Why this distinction is important
Outside of Mathesar, it’s not uncommon for people to say user when referring to a PostgreSQL role. However, within the context of Mathesar users and roles are different things! Our documentation maintains this distinction pedantically.
How users and roles work together:
- To access a database, each Mathesar user must be assigned a PostgreSQL role to be used for that database.
-
The user’s permissions on actual data (in the user database) are determined by the corresponding role’s permissions within PostgreSQL.
Admin doesn’t matter here
The user’s “admin” status with Mathesar has no effect on the user’s ability to do things with the data in a database! The admin status only affects operations on Mathesar’s internal database such as managing collaborators and their corresponding roles.
-
You can configure separate Mathesar users to share the same PostgreSQL role if you like. This is a good option if you want those users to have the same permissions on the data.
- Or you can use separate PostgreSQL roles for different users. This is necessary any time you want different users to have different permissions on the data.

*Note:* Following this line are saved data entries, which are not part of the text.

//! Intent templates.
//!
//! When a question matches a known intent, retrieval prepends a
//! synthetic highest-priority document carrying a recommended SQL
//! skeleton and join hint, so the model starts from proven structure.

use std::sync::LazyLock;

use regex::Regex;

use fleetql_core::documents::{Document, DocumentKind};

static RE_VEHICLE_HISTORY: LazyLock<Regex> = LazyLock::new(|| {
    Regex::new(r"(?:history|timeline|all activity|everything)\s+(?:for|of|about)\s+").unwrap()
});
static RE_TEMPORAL_EXCLUSION: LazyLock<Regex> = LazyLock::new(|| {
    Regex::new(r"last\s+\d+\s+\w+\s+but\s+not\s+(?:in\s+)?(?:the\s+)?last\s+\d+\s+\w+").unwrap()
});

struct IntentTemplate {
    intent: &'static str,
    regex: &'static LazyLock<Regex>,
    skeleton: &'static str,
    hint: &'static str,
}

static TEMPLATES: &[IntentTemplate] = &[
    IntentTemplate {
        intent: "vehicle_history",
        regex: &RE_VEHICLE_HISTORY,
        skeleton: "SELECT vah.tl_number, vah.violation_type, vah.vts_end_datetime \
                   FROM vts_alert_history vah \
                   JOIN vts_truck_master vtm ON vtm.truck_no = vah.tl_number \
                   WHERE vah.tl_number = '<VEHICLE_ID>' \
                   ORDER BY vah.vts_end_datetime DESC",
        hint: "Vehicle history joins through vts_truck_master (vtm.truck_no = vah.tl_number).",
    },
    IntentTemplate {
        intent: "temporal_exclusion",
        regex: &RE_TEMPORAL_EXCLUSION,
        skeleton: "SELECT older.tl_number FROM (SELECT DISTINCT tl_number FROM vts_alert_history \
                   WHERE vts_end_datetime >= CURRENT_DATE - INTERVAL '<LONG PERIOD>') older \
                   LEFT JOIN (SELECT DISTINCT tl_number FROM vts_alert_history \
                   WHERE vts_end_datetime >= CURRENT_DATE - INTERVAL '<SHORT PERIOD>') recent \
                   ON older.tl_number = recent.tl_number \
                   WHERE recent.tl_number IS NULL",
        hint: "Period-A-but-not-period-B requires a LEFT JOIN ... IS NULL exclusion, never a \
               plain date range.",
    },
];

/// Synthetic guidance document for the question's intent, if any
/// template matches. The caller prepends it to the candidate set.
pub fn match_intent(normalized_question: &str) -> Option<Document> {
    TEMPLATES
        .iter()
        .find(|t| t.regex.is_match(normalized_question))
        .map(|t| {
            Document::new(
                format!("Recommended pattern: {}\n{}", t.hint, t.skeleton),
                DocumentKind::TemplateGuidance {
                    intent: t.intent.to_string(),
                    sql_skeleton: t.skeleton.to_string(),
                },
            )
        })
}

#[cfg(test)]
mod tests {
    use super::*;

    #[test]
    fn vehicle_history_intent_matches() {
        let doc = match_intent("show the history for rj19gd6553").unwrap();
        match doc.kind {
            DocumentKind::TemplateGuidance { intent, .. } => {
                assert_eq!(intent, "vehicle_history")
            }
            other => panic!("unexpected kind: {other:?}"),
        }
    }

    #[test]
    fn temporal_exclusion_intent_matches() {
        let doc =
            match_intent("vehicles with violations in the last 6 months but not last 3 months");
        assert!(doc.is_some());
    }

    #[test]
    fn plain_question_has_no_intent() {
        assert!(match_intent("show blacklisted vehicles").is_none());
    }
}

- You cannot configure one Mathesar user with two PostgreSQL role simultaneously — though you can save multiple PostgreSQL roles in Mathesar and manually switch between them if necessary.
See Permissions for more information on managing roles.
Limitations¶
- Mathesar does not send invitation emails to new users (yet). You’ll need to send the user their username and password yourself.
- Nor is there yet an email-based password recovery mechanism. If you are locked out of your Mathesar installation’s web interface, your system administrator can still use the command line reset any user’s password.